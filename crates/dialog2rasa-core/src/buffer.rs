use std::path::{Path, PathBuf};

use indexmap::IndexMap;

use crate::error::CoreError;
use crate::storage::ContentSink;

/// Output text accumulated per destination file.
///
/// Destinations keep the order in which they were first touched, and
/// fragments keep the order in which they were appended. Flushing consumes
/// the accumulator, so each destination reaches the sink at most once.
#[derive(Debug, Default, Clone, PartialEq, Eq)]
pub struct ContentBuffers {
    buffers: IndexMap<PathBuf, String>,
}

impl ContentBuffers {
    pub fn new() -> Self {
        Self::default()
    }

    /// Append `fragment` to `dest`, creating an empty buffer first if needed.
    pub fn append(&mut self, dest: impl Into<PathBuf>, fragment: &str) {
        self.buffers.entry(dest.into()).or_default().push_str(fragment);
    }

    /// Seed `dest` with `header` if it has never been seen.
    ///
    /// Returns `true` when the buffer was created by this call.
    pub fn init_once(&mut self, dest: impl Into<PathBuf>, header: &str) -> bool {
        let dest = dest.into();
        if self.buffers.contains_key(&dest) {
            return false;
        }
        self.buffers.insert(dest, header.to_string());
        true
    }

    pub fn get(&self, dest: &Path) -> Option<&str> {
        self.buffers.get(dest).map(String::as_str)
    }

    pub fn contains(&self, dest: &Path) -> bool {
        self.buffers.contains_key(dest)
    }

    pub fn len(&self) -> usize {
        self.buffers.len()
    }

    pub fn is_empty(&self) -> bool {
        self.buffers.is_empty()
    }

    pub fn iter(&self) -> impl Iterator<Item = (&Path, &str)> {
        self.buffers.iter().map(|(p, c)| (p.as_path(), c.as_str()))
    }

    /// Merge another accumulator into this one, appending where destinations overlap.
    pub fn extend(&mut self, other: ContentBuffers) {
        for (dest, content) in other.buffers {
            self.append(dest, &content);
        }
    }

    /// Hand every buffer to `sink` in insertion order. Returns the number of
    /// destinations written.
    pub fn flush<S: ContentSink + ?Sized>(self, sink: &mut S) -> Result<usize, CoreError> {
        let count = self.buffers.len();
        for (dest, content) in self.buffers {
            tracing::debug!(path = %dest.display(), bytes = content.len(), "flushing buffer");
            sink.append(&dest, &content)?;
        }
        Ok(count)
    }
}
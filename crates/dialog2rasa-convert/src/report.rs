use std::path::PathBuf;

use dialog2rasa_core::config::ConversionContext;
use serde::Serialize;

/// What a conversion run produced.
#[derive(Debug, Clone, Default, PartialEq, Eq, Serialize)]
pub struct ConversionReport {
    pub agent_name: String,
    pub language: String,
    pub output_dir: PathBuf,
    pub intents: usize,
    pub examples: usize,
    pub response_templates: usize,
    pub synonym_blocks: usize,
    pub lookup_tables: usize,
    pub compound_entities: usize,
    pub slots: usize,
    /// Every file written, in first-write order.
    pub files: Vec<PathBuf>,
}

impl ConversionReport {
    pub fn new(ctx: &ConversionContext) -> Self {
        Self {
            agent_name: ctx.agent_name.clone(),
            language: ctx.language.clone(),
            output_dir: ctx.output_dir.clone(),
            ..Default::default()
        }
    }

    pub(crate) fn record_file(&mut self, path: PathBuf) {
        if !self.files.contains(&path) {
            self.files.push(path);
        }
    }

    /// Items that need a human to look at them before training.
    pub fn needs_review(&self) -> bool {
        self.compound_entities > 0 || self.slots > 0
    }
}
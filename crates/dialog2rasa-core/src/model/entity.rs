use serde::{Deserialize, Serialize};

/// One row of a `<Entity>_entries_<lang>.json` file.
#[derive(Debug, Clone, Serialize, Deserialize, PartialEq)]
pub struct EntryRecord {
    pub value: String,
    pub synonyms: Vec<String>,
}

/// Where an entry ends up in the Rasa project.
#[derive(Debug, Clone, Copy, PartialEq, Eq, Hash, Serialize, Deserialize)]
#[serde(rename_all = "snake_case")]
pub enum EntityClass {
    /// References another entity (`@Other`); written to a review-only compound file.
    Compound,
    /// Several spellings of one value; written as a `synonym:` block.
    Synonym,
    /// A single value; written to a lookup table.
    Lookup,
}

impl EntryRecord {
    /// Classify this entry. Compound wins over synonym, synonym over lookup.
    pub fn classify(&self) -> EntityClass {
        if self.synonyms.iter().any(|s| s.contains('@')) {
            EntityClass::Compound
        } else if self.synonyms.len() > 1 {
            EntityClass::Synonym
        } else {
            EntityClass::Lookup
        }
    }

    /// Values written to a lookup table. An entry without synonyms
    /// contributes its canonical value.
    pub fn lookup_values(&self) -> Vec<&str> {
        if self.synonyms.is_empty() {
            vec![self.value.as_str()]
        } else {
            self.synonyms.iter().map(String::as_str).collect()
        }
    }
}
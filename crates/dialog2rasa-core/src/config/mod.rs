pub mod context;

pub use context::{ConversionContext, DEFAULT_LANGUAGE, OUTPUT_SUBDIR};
________________________________________
» Instructions to follow
Using the listing above, list every line in which the string "PathBuf" occurs.

» Solution below
use std::path::{Path, PathBuf};
    buffers: IndexMap<PathBuf, String>,
    pub fn append(&mut self, dest: impl Into<PathBuf>, fragment: &str) {
    pub fn init_once(&mut self, dest: impl Into<PathBuf>, header: &str) -> bool {
use std::path::PathBuf;
    pub output_dir: PathBuf,
    pub files: Vec<PathBuf>,
    pub(crate) fn record_file(&mut self, path: PathBuf) {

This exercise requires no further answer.